The problem: Look through the data below and extract, unchanged, the lines from the one that contains "buf.push(value.pane.timing as u8);" to the one that contains "pub fn new(start: Timestamp, end: Timestamp)", both included.
Provided information below:
use super::*;

/// Portable byte encoding for [`WindowedValue`]:
///
/// ```text
/// value_bytes | timestamp:i64be | window_count:varint | window_token* | pane
/// pane = timing:u8 | index:i64be | is_last:u8
/// ```
///
/// The value is encoded with bincode, which is self-delimiting on decode, so
/// no length prefix is needed. Window tokens use this coder's
/// [`WindowCoder`]. `decode(encode(x))` reproduces the value, timestamp,
/// window set, and pane of `x`; the pane's derived fields (`is_first`,
/// `non_speculative_index`) are reconstructed from the encoded timing and
/// index.
pub struct WindowedValueCoder {
    window_coder: WindowCoder,
}

impl WindowedValueCoder {
    pub fn new(window_coder: WindowCoder) -> Self {
        Self { window_coder }
    }

    /// The coder matching a policy's window type.
    ///
    /// Fails for an opaque policy, whose windows have no local coder.
    pub fn for_window_fn(window_fn: &crate::window::WindowFn) -> Result<Self> {
        Ok(Self::new(window_fn.window_coder()?))
    }

    pub fn encode<T: ElementData>(&self, value: &WindowedValue<T>) -> Result<Vec<u8>> {
        let mut buf = bincode::serialize(&value.value)
            .map_err(|err| WindowError::Codec(format!("value encode failed: {err}")))?;
        buf.extend_from_slice(&value.timestamp.to_be_bytes());
        write_varint(&mut buf, value.windows.len() as u64);
        for window in &value.windows {
            self.window_coder.encode(window, &mut buf)?;
        }
        buf.push(value.pane.timing as u8);
        buf.extend_from_slice(&value.pane.index.to_be_bytes());
        buf.push(u8::from(value.pane.is_last));
        Ok(buf)
    }

    pub fn decode<T: ElementData>(&self, bytes: &[u8]) -> Result<WindowedValue<T>> {
        let mut cursor = std::io::Cursor::new(bytes);
        let value: T = bincode::deserialize_from(&mut cursor)
            .map_err(|err| WindowError::Codec(format!("value decode failed: {err}")))?;
        let mut pos = cursor.position() as usize;

        let timestamp = read_i64_be(bytes, &mut pos)?;
        let count = read_varint(bytes, &mut pos)?;
        if count == 0 {
            return Err(WindowError::Codec(
                "windowed value must carry at least one window".to_string(),
            ));
        }
        let mut windows = Vec::with_capacity(count as usize);
        for _ in 0..count {
            windows.push(self.window_coder.decode(bytes, &mut pos)?);
        }

        let timing = Timing::try_from(read_u8(bytes, &mut pos)?)?;
        let index = read_i64_be(bytes, &mut pos)?;
        let is_last = match read_u8(bytes, &mut pos)? {
            0 => false,
            1 => true,
            other => {
                return Err(WindowError::Codec(format!("invalid is_last byte: {other}")));
            }
        };
        if pos != bytes.len() {
            return Err(WindowError::Codec(format!(
                "{} trailing bytes after windowed value",
                bytes.len() - pos
            )));
        }

        // is_first and the non-speculative index are not on the wire; they
        // are recomputed from the encoded timing and index.
        let non_speculative_index = match timing {
            Timing::Early => -1,
            Timing::OnTime | Timing::Late => index,
        };
        let pane = PaneInfo::new(timing, index, non_speculative_index, index == 0, is_last);
        WindowedValue::with_windows(value, timestamp, windows, pane)
    }
}
use super::*;

/// A half-open event-time interval `[start, end)`.
#[derive(
    Debug, Clone, Copy, PartialEq, Eq, Hash, PartialOrd, Ord, Serialize, Deserialize,
)]
pub struct IntervalWindow {
    pub start: Timestamp,
    pub end: Timestamp,
}

impl IntervalWindow {
    pub fn new(start: Timestamp, end: Timestamp) -> Self {
        Self { start, end }
    }

    /// The latest timestamp that still belongs to this window.
    pub fn max_timestamp(&self) -> Timestamp {
        self.end - 1
    }

    /// Return true if `timestamp` falls inside this window.
    pub fn contains(&self, timestamp: Timestamp) -> bool {
        timestamp >= self.start && timestamp < self.end
    }

    /// Return true if the two intervals overlap or touch end-to-start.
    /// Touching intervals belong to the same session.
    pub fn intersects_or_abuts(&self, other: &IntervalWindow) -> bool {
        self.start <= other.end && other.start <= self.end
    }

    /// The smallest interval covering both windows.
    pub fn span(&self, other: &IntervalWindow) -> IntervalWindow {
        IntervalWindow::new(self.start.min(other.start), self.end.max(other.end))
    }
}

impl std::fmt::Display for IntervalWindow {
    fn fmt(&self, f: &mut std::fmt::Formatter<'_>) -> std::fmt::Result {
        write!(f, "[{}, {})", self.start, self.end)
    }
}

/// The unit of grouping: a bounded interval or the unbounded global window.
///
/// This is the closed set of window shapes the engine can materialize
/// natively. Opaque policies owned by a foreign environment never produce
/// local windows; their values are delegated instead (see
/// [`WindowFn::Custom`]).
///
/// Ordering is (variant, start, end), giving merge passes a deterministic
/// iteration order regardless of arrival order.
#[derive(
    Debug, Clone, Copy, PartialEq, Eq, Hash, PartialOrd, Ord, Serialize, Deserialize,
)]
pub enum Window {
    /// The singleton window spanning all of event time.
    Global,
    /// A bounded `[start, end)` interval, used by fixed, sliding, and
    /// session windowing.
    Interval(IntervalWindow),
}

impl Window {
    pub fn interval(start: Timestamp, end: Timestamp) -> Self {
        Window::Interval(IntervalWindow::new(start, end))
    }

    /// The latest timestamp that still belongs to this window. Triggers fire
    /// a window once the watermark passes this instant.
    pub fn max_timestamp(&self) -> Timestamp {
        match self {
            Window::Global => TIMESTAMP_MAX,
            Window::Interval(w) => w.max_timestamp(),
        }
    }

    /// Return true if `timestamp` falls inside this window.
    pub fn contains(&self, timestamp: Timestamp) -> bool {
        match self {
            Window::Global => true,
            Window::Interval(w) => w.contains(timestamp),
        }
    }

    pub fn as_interval(&self) -> Option<&IntervalWindow> {
        match self {
            Window::Global => None,
            Window::Interval(w) => Some(w),
        }
    }
}

impl std::fmt::Display for Window {
    fn fmt(&self, f: &mut std::fmt::Formatter<'_>) -> std::fmt::Result {
        match self {
            Window::Global => f.write_str("GlobalWindow"),
            Window::Interval(w) => write!(f, "IntervalWindow{w}"),
        }
    }
}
End of Provided information.
Written solution:
        buf.push(value.pane.timing as u8);
        buf.extend_from_slice(&value.pane.index.to_be_bytes());
        buf.push(u8::from(value.pane.is_last));
        Ok(buf)
    }

    pub fn decode<T: ElementData>(&self, bytes: &[u8]) -> Result<WindowedValue<T>> {
        let mut cursor = std::io::Cursor::new(bytes);
        let value: T = bincode::deserialize_from(&mut cursor)
            .map_err(|err| WindowError::Codec(format!("value decode failed: {err}")))?;
        let mut pos = cursor.position() as usize;

        let timestamp = read_i64_be(bytes, &mut pos)?;
        let count = read_varint(bytes, &mut pos)?;
        if count == 0 {
            return Err(WindowError::Codec(
                "windowed value must carry at least one window".to_string(),
            ));
        }
        let mut windows = Vec::with_capacity(count as usize);
        for _ in 0..count {
            windows.push(self.window_coder.decode(bytes, &mut pos)?);
        }

        let timing = Timing::try_from(read_u8(bytes, &mut pos)?)?;
        let index = read_i64_be(bytes, &mut pos)?;
        let is_last = match read_u8(bytes, &mut pos)? {
            0 => false,
            1 => true,
            other => {
                return Err(WindowError::Codec(format!("invalid is_last byte: {other}")));
            }
        };
        if pos != bytes.len() {
            return Err(WindowError::Codec(format!(
                "{} trailing bytes after windowed value",
                bytes.len() - pos
            )));
        }

        // is_first and the non-speculative index are not on the wire; they
        // are recomputed from the encoded timing and index.
        let non_speculative_index = match timing {
            Timing::Early => -1,
            Timing::OnTime | Timing::Late => index,
        };
        let pane = PaneInfo::new(timing, index, non_speculative_index, index == 0, is_last);
        WindowedValue::with_windows(value, timestamp, windows, pane)
    }
}
use super::*;

/// A half-open event-time interval `[start, end)`.
#[derive(
    Debug, Clone, Copy, PartialEq, Eq, Hash, PartialOrd, Ord, Serialize, Deserialize,
)]
pub struct IntervalWindow {
    pub start: Timestamp,
    pub end: Timestamp,
}

impl IntervalWindow {
    pub fn new(start: Timestamp, end: Timestamp) -> Self {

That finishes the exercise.